//! News catalog: the built-in articles, or a JSON file replacing them.

use std::{fs, path::Path};

use anyhow::{Context, Result};
use chrono::NaiveDate;
use shared::domain::{NewsCategory, NewsItem, NewsItemId};

use crate::updates::ensure_unique_ids;

fn item(
    id: i64,
    title: &str,
    description: &str,
    (year, month, day): (i32, u32, u32),
    author: &str,
    category: NewsCategory,
) -> NewsItem {
    NewsItem {
        id: NewsItemId(id),
        title: title.to_string(),
        description: description.to_string(),
        date: NaiveDate::from_ymd_opt(year, month, day).expect("valid built-in date"),
        author: author.to_string(),
        category,
    }
}

pub fn default_catalog() -> Vec<NewsItem> {
    vec![
        item(
            1,
            "New Government Scheme for Farmers",
            "The government has announced a new scheme to provide financial assistance to small-scale farmers...",
            (2024, 4, 15),
            "Ministry of Agriculture",
            NewsCategory::Government,
        ),
        item(
            2,
            "Latest Trends in Organic Farming",
            "Discover the newest techniques and practices in organic farming that are revolutionizing the industry...",
            (2024, 4, 14),
            "Agricultural Research Institute",
            NewsCategory::Research,
        ),
        item(
            3,
            "Weather Advisory for Next Week",
            "Important weather updates and farming recommendations for the upcoming week...",
            (2024, 4, 13),
            "Meteorological Department",
            NewsCategory::Weather,
        ),
    ]
}

pub fn parse_catalog(raw: &str) -> Result<Vec<NewsItem>> {
    let items: Vec<NewsItem> =
        serde_json::from_str(raw).context("news catalog is not a JSON array of items")?;
    ensure_unique_ids(&items)?;
    Ok(items)
}

pub fn load_catalog(path: &Path) -> Result<Vec<NewsItem>> {
    let raw = fs::read_to_string(path)
        .with_context(|| format!("failed to read news catalog '{}'", path.display()))?;
    parse_catalog(&raw).with_context(|| format!("invalid news catalog '{}'", path.display()))
}
use crate::error::{GenerateError, Result};
use base64::engine::general_purpose::STANDARD;
use base64::Engine;
use serde::{Deserialize, Serialize};
use std::path::PathBuf;

/// A raw image handed to the pipeline by the caller. The bytes either live
/// in memory already or are read from disk when the encoder runs.
#[derive(Debug, Clone)]
pub struct ImageInput {
    pub name: Option<String>,
    source: ImageSource,
}

#[derive(Debug, Clone)]
enum ImageSource {
    Memory(Vec<u8>),
    Path(PathBuf),
}

impl ImageInput {
    pub fn from_bytes(data: impl Into<Vec<u8>>) -> Self {
        Self {
            name: None,
            source: ImageSource::Memory(data.into()),
        }
    }

    pub fn from_path(path: impl Into<PathBuf>) -> Self {
        let path = path.into();
        let name = path
            .file_name()
            .map(|n| n.to_string_lossy().into_owned());
        Self {
            name,
            source: ImageSource::Path(path),
        }
    }

    pub fn with_name(mut self, name: impl Into<String>) -> Self {
        self.name = Some(name.into());
        self
    }

    fn display_name(&self) -> &str {
        self.name.as_deref().unwrap_or("<unnamed>")
    }
}

/// A transport-safe base64 payload with no MIME prefix. Decodes
/// byte-for-byte back to the original image content.
#[derive(Debug, Clone, PartialEq, Eq, Serialize, Deserialize)]
#[serde(transparent)]
pub struct EncodedImage(String);

impl EncodedImage {
    /// Wrap an already-encoded base64 payload, e.g. the `img` field of a
    /// service response.
    pub fn from_base64(payload: impl Into<String>) -> Self {
        Self(payload.into())
    }

    /// Accept a full data URL (`data:image/png;base64,...`) and keep only
    /// the payload after the first comma.
    pub fn from_data_url(data_url: &str) -> Self {
        match data_url.split_once(',') {
            Some((_, payload)) => Self(payload.to_string()),
            None => Self(data_url.to_string()),
        }
    }

    pub fn as_str(&self) -> &str {
        &self.0
    }

    pub fn into_inner(self) -> String {
        self.0
    }

    pub fn decode(&self) -> Result<Vec<u8>> {
        STANDARD
            .decode(&self.0)
            .map_err(|e| GenerateError::EncodingError(format!("invalid base64 payload: {}", e)))
    }
}

/// Encode a raw image into its transport form. Suspends while reading
/// path-backed inputs from disk.
pub async fn encode(input: &ImageInput) -> Result<EncodedImage> {
    let bytes = match &input.source {
        ImageSource::Memory(data) => data.clone(),
        ImageSource::Path(path) => tokio::fs::read(path).await.map_err(|e| {
            GenerateError::EncodingError(format!(
                "failed to read image '{}': {}",
                input.display_name(),
                e
            ))
        })?,
    };

    if bytes.is_empty() {
        return Err(GenerateError::EncodingError(format!(
            "image '{}' is empty",
            input.display_name()
        )));
    }

    Ok(EncodedImage(STANDARD.encode(&bytes)))
}
use picbook::{GenerationOutcome, ImageInput, PictureBookClient, SceneInputs, ServiceConfig};
use std::env;

#[tokio::main]
async fn main() -> Result<(), Box<dyn std::error::Error>> {
    match dotenv::dotenv() {
        Ok(_) => log::info!("✅ .env file loaded"),
        Err(_) => log::warn!("⚠️  No .env file found"),
    }
    picbook::logger::init()?;

    let config = ServiceConfig::from_env();
    let client = PictureBookClient::new(config)?;

    let health = client.health().await?;
    log::info!(
        "Service status: {:?}, model loaded: {:?}",
        health.status,
        health.model_loaded
    );

    let prev_frame = env::var("PREV_FRAME").unwrap_or_else(|_| "scene_01.png".to_string());
    let character = env::var("CHARACTER").unwrap_or_else(|_| "fox.png".to_string());

    let inputs = SceneInputs::new("The fox walks into the moonlit forest")
        .with_prev_frame(ImageInput::from_path(prev_frame))
        .with_character(ImageInput::from_path(character))
        .with_seed(42);

    match client.generate(&inputs).await {
        GenerationOutcome::Success { image } => {
            let bytes = image.decode()?;
            tokio::fs::write("generated.png", &bytes).await?;
            log::info!("🖼  Scene written to generated.png ({} bytes)", bytes.len());
        }
        GenerationOutcome::Failure {
            category,
            message,
            http_status,
        } => {
            log::error!(
                "Generation failed [{}] (status {:?}): {}",
                category,
                http_status,
                message
            );
        }
    }

    Ok(())
}
use std::fmt;

#[derive(Debug, Clone, PartialEq)]
pub enum GenerateError {
    ValidationError(String),
    EncodingError(String),
    NetworkError(String),
    ServerError { status: u16, detail: String },
    ClientConfigError(String),
    MalformedResponseError(String),
}

impl GenerateError {
    /// Stable category name used for display and log filtering.
    pub fn category(&self) -> &'static str {
        match self {
            GenerateError::ValidationError(_) => "validation",
            GenerateError::EncodingError(_) => "encoding",
            GenerateError::NetworkError(_) => "network",
            GenerateError::ServerError { .. } => "server",
            GenerateError::ClientConfigError(_) => "client-config",
            GenerateError::MalformedResponseError(_) => "malformed-response",
        }
    }

    pub fn http_status(&self) -> Option<u16> {
        match self {
            GenerateError::ServerError { status, .. } => Some(*status),
            _ => None,
        }
    }
}

impl fmt::Display for GenerateError {
    fn fmt(&self, f: &mut fmt::Formatter<'_>) -> fmt::Result {
        match self {
            GenerateError::ValidationError(msg) => write!(f, "Validation error: {}", msg),
            GenerateError::EncodingError(msg) => write!(f, "Encoding error: {}", msg),
            GenerateError::NetworkError(msg) => write!(f, "Network error: {}", msg),
            GenerateError::ServerError { status, detail } => {
                write!(f, "Server error ({}): {}", status, detail)
            }
            GenerateError::ClientConfigError(msg) => write!(f, "Client config error: {}", msg),
            GenerateError::MalformedResponseError(msg) => {
                write!(f, "Malformed response: {}", msg)
            }
        }
    }
}

impl std::error::Error for GenerateError {}

pub type Result<T> = std::result::Result<T, GenerateError>;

» Task objective: Where a line of the data includes the string "ServiceConfig", list that line.

» Exercise output:
use picbook::{GenerationOutcome, ImageInput, PictureBookClient, SceneInputs, ServiceConfig};
    let config = ServiceConfig::from_env();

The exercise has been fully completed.